- **WHAT THE TASK REQUIRES**:
An identical transcription of the records is required.

*** SOURCE MATERIAL Section Begins ***

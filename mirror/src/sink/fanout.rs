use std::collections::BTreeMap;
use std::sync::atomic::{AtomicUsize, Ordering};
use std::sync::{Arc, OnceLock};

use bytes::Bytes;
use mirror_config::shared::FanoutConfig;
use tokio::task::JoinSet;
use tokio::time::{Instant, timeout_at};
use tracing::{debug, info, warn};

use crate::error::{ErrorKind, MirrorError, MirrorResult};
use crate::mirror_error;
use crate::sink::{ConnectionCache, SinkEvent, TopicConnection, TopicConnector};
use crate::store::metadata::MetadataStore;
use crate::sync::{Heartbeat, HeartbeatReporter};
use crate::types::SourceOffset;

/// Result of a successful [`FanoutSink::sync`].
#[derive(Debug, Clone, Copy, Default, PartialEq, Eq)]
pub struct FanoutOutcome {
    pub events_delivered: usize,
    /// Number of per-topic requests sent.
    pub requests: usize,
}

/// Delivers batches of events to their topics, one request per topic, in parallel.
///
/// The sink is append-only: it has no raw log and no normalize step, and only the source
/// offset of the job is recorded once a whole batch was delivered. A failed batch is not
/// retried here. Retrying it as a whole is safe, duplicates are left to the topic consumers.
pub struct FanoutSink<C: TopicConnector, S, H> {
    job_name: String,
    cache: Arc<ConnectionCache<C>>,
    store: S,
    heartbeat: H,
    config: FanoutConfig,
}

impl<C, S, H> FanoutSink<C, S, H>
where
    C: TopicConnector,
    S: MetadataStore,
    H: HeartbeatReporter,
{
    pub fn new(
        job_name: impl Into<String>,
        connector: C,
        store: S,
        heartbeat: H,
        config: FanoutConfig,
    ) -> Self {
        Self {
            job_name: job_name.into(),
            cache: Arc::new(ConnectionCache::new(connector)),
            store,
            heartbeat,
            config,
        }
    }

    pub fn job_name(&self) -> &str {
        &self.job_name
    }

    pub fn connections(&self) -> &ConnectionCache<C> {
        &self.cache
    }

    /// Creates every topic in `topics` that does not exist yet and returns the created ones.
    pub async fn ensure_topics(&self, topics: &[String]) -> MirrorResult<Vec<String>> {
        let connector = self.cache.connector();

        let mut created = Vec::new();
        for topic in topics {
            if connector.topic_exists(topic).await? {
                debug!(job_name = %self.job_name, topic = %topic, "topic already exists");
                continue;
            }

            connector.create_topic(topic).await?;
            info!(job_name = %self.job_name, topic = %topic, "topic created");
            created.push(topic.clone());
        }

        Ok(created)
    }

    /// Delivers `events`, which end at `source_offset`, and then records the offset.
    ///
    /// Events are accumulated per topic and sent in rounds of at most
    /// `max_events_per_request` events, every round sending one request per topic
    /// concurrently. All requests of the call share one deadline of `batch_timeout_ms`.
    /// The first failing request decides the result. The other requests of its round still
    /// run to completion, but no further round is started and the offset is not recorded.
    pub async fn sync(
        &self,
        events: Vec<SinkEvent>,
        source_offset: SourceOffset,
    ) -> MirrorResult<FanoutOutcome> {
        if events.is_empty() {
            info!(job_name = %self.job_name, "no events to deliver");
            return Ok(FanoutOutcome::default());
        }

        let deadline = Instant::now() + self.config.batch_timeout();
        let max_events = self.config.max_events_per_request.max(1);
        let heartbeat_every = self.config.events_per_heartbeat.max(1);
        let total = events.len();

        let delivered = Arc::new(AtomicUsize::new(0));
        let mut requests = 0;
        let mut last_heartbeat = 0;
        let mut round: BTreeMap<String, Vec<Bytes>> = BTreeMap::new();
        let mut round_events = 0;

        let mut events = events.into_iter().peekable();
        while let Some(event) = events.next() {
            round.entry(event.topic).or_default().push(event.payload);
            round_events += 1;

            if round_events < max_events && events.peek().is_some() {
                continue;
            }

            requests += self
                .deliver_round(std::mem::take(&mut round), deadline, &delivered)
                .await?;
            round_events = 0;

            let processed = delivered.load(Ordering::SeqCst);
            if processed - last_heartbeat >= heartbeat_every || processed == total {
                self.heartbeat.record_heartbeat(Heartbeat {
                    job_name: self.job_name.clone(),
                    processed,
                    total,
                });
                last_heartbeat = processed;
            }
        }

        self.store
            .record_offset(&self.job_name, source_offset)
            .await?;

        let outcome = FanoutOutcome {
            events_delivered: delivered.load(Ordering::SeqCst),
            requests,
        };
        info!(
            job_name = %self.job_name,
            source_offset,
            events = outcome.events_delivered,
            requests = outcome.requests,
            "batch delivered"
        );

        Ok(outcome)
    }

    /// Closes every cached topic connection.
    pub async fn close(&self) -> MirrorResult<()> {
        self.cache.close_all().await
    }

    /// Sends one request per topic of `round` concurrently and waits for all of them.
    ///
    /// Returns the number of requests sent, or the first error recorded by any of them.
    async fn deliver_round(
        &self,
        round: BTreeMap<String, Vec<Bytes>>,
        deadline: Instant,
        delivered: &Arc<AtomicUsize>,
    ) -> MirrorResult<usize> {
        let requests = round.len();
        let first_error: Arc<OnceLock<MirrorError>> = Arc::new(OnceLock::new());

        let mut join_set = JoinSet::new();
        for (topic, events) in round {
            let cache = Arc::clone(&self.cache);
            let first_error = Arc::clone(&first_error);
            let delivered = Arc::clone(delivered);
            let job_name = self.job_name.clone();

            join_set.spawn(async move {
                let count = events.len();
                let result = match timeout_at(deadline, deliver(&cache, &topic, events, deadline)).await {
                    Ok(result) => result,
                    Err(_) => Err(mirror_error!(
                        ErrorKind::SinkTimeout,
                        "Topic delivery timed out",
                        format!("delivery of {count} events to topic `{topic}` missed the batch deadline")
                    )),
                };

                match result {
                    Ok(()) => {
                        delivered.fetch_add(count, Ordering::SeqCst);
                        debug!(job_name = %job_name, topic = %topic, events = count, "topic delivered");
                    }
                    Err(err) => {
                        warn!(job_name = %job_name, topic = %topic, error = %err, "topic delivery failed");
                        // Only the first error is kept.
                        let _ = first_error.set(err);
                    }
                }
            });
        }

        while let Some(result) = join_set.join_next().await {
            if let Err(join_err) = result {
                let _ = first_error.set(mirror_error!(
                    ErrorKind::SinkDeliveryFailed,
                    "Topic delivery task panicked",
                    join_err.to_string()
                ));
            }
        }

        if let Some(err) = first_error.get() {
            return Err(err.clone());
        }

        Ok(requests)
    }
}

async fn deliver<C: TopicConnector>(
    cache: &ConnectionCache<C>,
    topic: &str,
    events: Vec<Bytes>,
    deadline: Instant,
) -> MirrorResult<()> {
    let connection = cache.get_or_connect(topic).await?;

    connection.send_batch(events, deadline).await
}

*** SOURCE MATERIAL Section Ends ***

- **OUTPUT FOR THIS EXERCISE**:
filename mirror/src/sink/fanout.rs
use std::collections::BTreeMap;
use std::sync::atomic::{AtomicUsize, Ordering};
use std::sync::{Arc, OnceLock};

use bytes::Bytes;
use mirror_config::shared::FanoutConfig;
use tokio::task::JoinSet;
use tokio::time::{Instant, timeout_at};
use tracing::{debug, info, warn};

use crate::error::{ErrorKind, MirrorError, MirrorResult};
use crate::mirror_error;
use crate::sink::{ConnectionCache, SinkEvent, TopicConnection, TopicConnector};
use crate::store::metadata::MetadataStore;
use crate::sync::{Heartbeat, HeartbeatReporter};
use crate::types::SourceOffset;

/// Result of a successful [`FanoutSink::sync`].
#[derive(Debug, Clone, Copy, Default, PartialEq, Eq)]
pub struct FanoutOutcome {
    pub events_delivered: usize,
    /// Number of per-topic requests sent.
    pub requests: usize,
}

/// Delivers batches of events to their topics, one request per topic, in parallel.
///
/// The sink is append-only: it has no raw log and no normalize step, and only the source
/// offset of the job is recorded once a whole batch was delivered. A failed batch is not
/// retried here. Retrying it as a whole is safe, duplicates are left to the topic consumers.
pub struct FanoutSink<C: TopicConnector, S, H> {
    job_name: String,
    cache: Arc<ConnectionCache<C>>,
    store: S,
    heartbeat: H,
    config: FanoutConfig,
}

impl<C, S, H> FanoutSink<C, S, H>
where
    C: TopicConnector,
    S: MetadataStore,
    H: HeartbeatReporter,
{
    pub fn new(
        job_name: impl Into<String>,
        connector: C,
        store: S,
        heartbeat: H,
        config: FanoutConfig,
    ) -> Self {
        Self {
            job_name: job_name.into(),
            cache: Arc::new(ConnectionCache::new(connector)),
            store,
            heartbeat,
            config,
        }
    }

    pub fn job_name(&self) -> &str {
        &self.job_name
    }

    pub fn connections(&self) -> &ConnectionCache<C> {
        &self.cache
    }

    /// Creates every topic in `topics` that does not exist yet and returns the created ones.
    pub async fn ensure_topics(&self, topics: &[String]) -> MirrorResult<Vec<String>> {
        let connector = self.cache.connector();

        let mut created = Vec::new();
        for topic in topics {
            if connector.topic_exists(topic).await? {
                debug!(job_name = %self.job_name, topic = %topic, "topic already exists");
                continue;
            }

            connector.create_topic(topic).await?;
            info!(job_name = %self.job_name, topic = %topic, "topic created");
            created.push(topic.clone());
        }

        Ok(created)
    }

    /// Delivers `events`, which end at `source_offset`, and then records the offset.
    ///
    /// Events are accumulated per topic and sent in rounds of at most
    /// `max_events_per_request` events, every round sending one request per topic
    /// concurrently. All requests of the call share one deadline of `batch_timeout_ms`.
    /// The first failing request decides the result. The other requests of its round still
    /// run to completion, but no further round is started and the offset is not recorded.
    pub async fn sync(
        &self,
        events: Vec<SinkEvent>,
        source_offset: SourceOffset,
    ) -> MirrorResult<FanoutOutcome> {
        if events.is_empty() {
            info!(job_name = %self.job_name, "no events to deliver");
            return Ok(FanoutOutcome::default());
        }

        let deadline = Instant::now() + self.config.batch_timeout();
        let max_events = self.config.max_events_per_request.max(1);
        let heartbeat_every = self.config.events_per_heartbeat.max(1);
        let total = events.len();

        let delivered = Arc::new(AtomicUsize::new(0));
        let mut requests = 0;
        let mut last_heartbeat = 0;
        let mut round: BTreeMap<String, Vec<Bytes>> = BTreeMap::new();
        let mut round_events = 0;

        let mut events = events.into_iter().peekable();
        while let Some(event) = events.next() {
            round.entry(event.topic).or_default().push(event.payload);
            round_events += 1;

            if round_events < max_events && events.peek().is_some() {
                continue;
            }

            requests += self
                .deliver_round(std::mem::take(&mut round), deadline, &delivered)
                .await?;
            round_events = 0;

            let processed = delivered.load(Ordering::SeqCst);
            if processed - last_heartbeat >= heartbeat_every || processed == total {
                self.heartbeat.record_heartbeat(Heartbeat {
                    job_name: self.job_name.clone(),
                    processed,
                    total,
                });
                last_heartbeat = processed;
            }
        }

        self.store
            .record_offset(&self.job_name, source_offset)
            .await?;

        let outcome = FanoutOutcome {
            events_delivered: delivered.load(Ordering::SeqCst),
            requests,
        };
        info!(
            job_name = %self.job_name,
            source_offset,
            events = outcome.events_delivered,
            requests = outcome.requests,
            "batch delivered"
        );

        Ok(outcome)
    }

    /// Closes every cached topic connection.
    pub async fn close(&self) -> MirrorResult<()> {
        self.cache.close_all().await
    }

    /// Sends one request per topic of `round` concurrently and waits for all of them.
    ///
    /// Returns the number of requests sent, or the first error recorded by any of them.
    async fn deliver_round(
        &self,
        round: BTreeMap<String, Vec<Bytes>>,
        deadline: Instant,
        delivered: &Arc<AtomicUsize>,
    ) -> MirrorResult<usize> {
        let requests = round.len();
        let first_error: Arc<OnceLock<MirrorError>> = Arc::new(OnceLock::new());

        let mut join_set = JoinSet::new();
        for (topic, events) in round {
            let cache = Arc::clone(&self.cache);
            let first_error = Arc::clone(&first_error);
            let delivered = Arc::clone(delivered);
            let job_name = self.job_name.clone();

            join_set.spawn(async move {
                let count = events.len();
                let result = match timeout_at(deadline, deliver(&cache, &topic, events, deadline)).await {
                    Ok(result) => result,
                    Err(_) => Err(mirror_error!(
                        ErrorKind::SinkTimeout,
                        "Topic delivery timed out",
                        format!("delivery of {count} events to topic `{topic}` missed the batch deadline")
                    )),
                };

                match result {
                    Ok(()) => {
                        delivered.fetch_add(count, Ordering::SeqCst);
                        debug!(job_name = %job_name, topic = %topic, events = count, "topic delivered");
                    }
                    Err(err) => {
                        warn!(job_name = %job_name, topic = %topic, error = %err, "topic delivery failed");
                        // Only the first error is kept.
                        let _ = first_error.set(err);
                    }
                }
            });
        }

        while let Some(result) = join_set.join_next().await {
            if let Err(join_err) = result {
                let _ = first_error.set(mirror_error!(
                    ErrorKind::SinkDeliveryFailed,
                    "Topic delivery task panicked",
                    join_err.to_string()
                ));
            }
        }

        if let Some(err) = first_error.get() {
            return Err(err.clone());
        }

        Ok(requests)
    }
}

async fn deliver<C: TopicConnector>(
    cache: &ConnectionCache<C>,
    topic: &str,
    events: Vec<Bytes>,
    deadline: Instant,
) -> MirrorResult<()> {
    let connection = cache.get_or_connect(topic).await?;

    connection.send_batch(events, deadline).await
}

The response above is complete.